In the material below, identify each line bearing the word "tokio". Reproduce those lines.

---------- The records ----------

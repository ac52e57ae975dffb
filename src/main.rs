use std::path::PathBuf;
use std::sync::Arc;

use anyhow::Context;
use clap::{Parser, Subcommand, ValueEnum};
use migration::{Migrator, MigratorTrait};
use sea_orm::Database;

use asset_vault::config::Config;
use asset_vault::services::filter::{FilterParams, RecordFilter};
use asset_vault::services::storage::LocalStorage;
use asset_vault::state::AppState;

#[derive(Debug, Clone, Copy, PartialEq, Eq, ValueEnum)]
enum ExportTarget {
    Cycles,
    Vehicles,
}

#[derive(Debug, Subcommand)]
enum Command {
    /// Run the HTTP server (default).
    Serve,
    /// Apply pending database migrations and exit.
    Migrate,
    /// Write a backup archive to disk.
    Export {
        #[arg(value_enum)]
        target: ExportTarget,
        /// Inclusive lower bound, YYYY-MM-DD.
        #[arg(long)]
        start_date: Option<String>,
        /// Inclusive upper bound, YYYY-MM-DD.
        #[arg(long)]
        end_date: Option<String>,
        /// Identifier substring.
        #[arg(long)]
        query: Option<String>,
        /// Directory the archive is written into.
        #[arg(long, default_value = ".")]
        out: PathBuf,
    },
}

#[derive(Debug, Parser)]
#[command(name = "asset-vault", version, about = "Vehicle and inspection-cycle records with media")]
struct Cli {
    #[command(subcommand)]
    command: Option<Command>,
}

#[tokio::main]
async fn main() -> anyhow::Result<()> {
    dotenvy::dotenv().ok();
    asset_vault::init_tracing();

    let cli = Cli::parse();
    let config = Config::from_env().context("loading configuration")?;
    let db = Database::connect(&config.database_url)
        .await
        .context("connecting to the database")?;

    match cli.command.unwrap_or(Command::Serve) {
        Command::Serve => {
            if config.run_migrations {
                Migrator::up(&db, None).await.context("running migrations")?;
            }

            let storage = Arc::new(LocalStorage::new(&config.media_root).await?);
            tracing::info!(media_root = %config.media_root.display(), "Media storage ready");

            let bind_addr = config.bind_addr;
            let app = asset_vault::build_app(AppState::new(db, config, storage));

            let listener = tokio::net::TcpListener::bind(bind_addr).await?;
            tracing::info!("Listening on {}", listener.local_addr()?);
            axum::serve(listener, app).await?;
        }
        Command::Migrate => {
            Migrator::up(&db, None).await.context("running migrations")?;
            tracing::info!("Migrations applied");
        }
        Command::Export {
            target,
            start_date,
            end_date,
            query,
            out,
        } => {
            let storage = Arc::new(LocalStorage::new(&config.media_root).await?);
            let state = AppState::new(db, config, storage);
            let filter = RecordFilter::from_params(&FilterParams {
                start_date,
                end_date,
                q: query,
            });

            let export = match target {
                ExportTarget::Cycles => state.exporter.export_cycles(&filter).await,
                ExportTarget::Vehicles => state.exporter.export_vehicles(&filter).await,
            }
            .map_err(|e| anyhow::anyhow!("export failed: {:?}", e))?;

            tokio::fs::create_dir_all(&out).await?;
            let path = out.join(&export.filename);
            tokio::fs::write(&path, &export.bytes)
                .await
                .with_context(|| format!("writing {}", path.display()))?;
            tracing::info!(
                path = %path.display(),
                records = export.records,
                files = export.files,
                skipped = export.skipped,
                "Archive written"
            );
        }
    }

    Ok(())
}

----------

Answer to the exercise:
#[tokio::main]
            let listener = tokio::net::TcpListener::bind(bind_addr).await?;
            tokio::fs::create_dir_all(&out).await?;
            tokio::fs::write(&path, &export.bytes)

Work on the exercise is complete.